Yahoo just released a ton of data in the name of academia. In what is purported to be the largest ever cache of Internet data ever granted to researchers, the company is granting universities access to the online behaviors of some 20 million anonymous users, including their clicks, hovers, and scrolls across a myriad of Yahoo’s pages. The sheer volume of information, Yahoo says, should allow scientists further their work on machine learning and deep learning.
“Our goals are to promote independent research in the fields of large-scale machine learning and recommender systems, and to help level the playing field between industrial and academic research,” the Internet giant said in a blog post about the recent release. “The dataset is available as part of the Yahoo Labs Webscope data-sharing program, which is a reference library of scientifically useful datasets comprising anonymized user data for noncommercial use.”

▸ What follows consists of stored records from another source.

#![deny(unreachable_patterns)]
//! FFmpeg CLI wrapper for the shortform vertical-video pipeline.
//!
//! This crate provides:
//! - Type-safe FFmpeg command building with progress parsing and
//!   cancellation via tokio
//! - The four pipeline stages: segment assembly, letterbox removal,
//!   vertical canvas composition, caption synchronization
//! - `Transcriber` and `Renderer` capability traits with FFmpeg/whisper.cpp
//!   production implementations
//! - End-to-end orchestration with per-job scratch isolation

pub mod assemble;
pub mod captions;
pub mod command;
pub mod compose;
pub mod error;
pub mod fs_utils;
pub mod job;
pub mod letterbox;
pub mod pipeline;
pub mod probe;
pub mod progress;
pub mod render;
pub mod timeline;
pub mod transcribe;

pub use assemble::SegmentAssembler;
pub use captions::{synchronize, OverlayEvent};
pub use command::{check_ffmpeg, check_ffprobe, FfmpegCommand, FfmpegRunner};
pub use compose::{ComposeConfig, ComposeLayout, ShortFormComposer};
pub use error::{PipelineError, PipelineResult, Stage};
pub use job::JobContext;
pub use letterbox::{LetterboxConfig, LetterboxRemover};
pub use pipeline::{PipelineConfig, RenderedShort, ShortFormPipeline};
pub use probe::{probe_video, VideoInfo};
pub use progress::{FfmpegProgress, ProgressCallback};
pub use render::{generate_thumbnail, FfmpegRenderer, Renderer};
pub use timeline::{ClipSource, Timeline};
pub use transcribe::{acquire_transcript, Transcriber, WhisperCppTranscriber};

The decision comes as Yahoo faces an alarmingly static period during its two decades of existence, even as chief competitors like Google and other social media companies make huge strides across different fields within the tech industry. So in an effort to innovate, Yahoo is investing deeply in the realm of artificial intelligence, and allowing researchers to see exactly how people actually behave when they’re on the Internet.
Despite the fact that all the data is completely anonymized, users might be alarmed by how much Yahoo is actually telling these institutions (and only these institutions). “In addition to the interaction data,” Yahoo says, “we are providing categorized demographic information (age range, gender, and generalized geographic data) for a subset of the anonymized users. On the item side, we are releasing the title, summary, and key-phrases of the pertinent news article.” Further, the company will also reveal “the relevant local time and also contains partial information about the device on which the user accessed the news feeds, which allows for interesting work in contextual recommendation and temporal data mining.”
This comes as a huge boon to researchers who often don’t have enough data to work with in order to fully realize their projects. “Data is not easy to come by for folks not inside companies,” said Gert Lanckriet, a professor in the Department of Electrical and Computer Engineering, University of California, San Diego, at an event announcing the data release.
“We hope that this data release will similarly inspire our fellow researchers, data scientists, and machine learning enthusiasts in academia, and help validate their models on an extensive, ‘real-world’ dataset,” Yahoo concluded. “We strongly believe that this dataset can become the benchmark for large-scale machine learning and recommender systems, and we look forward to hearing from the community about their applications of our data.”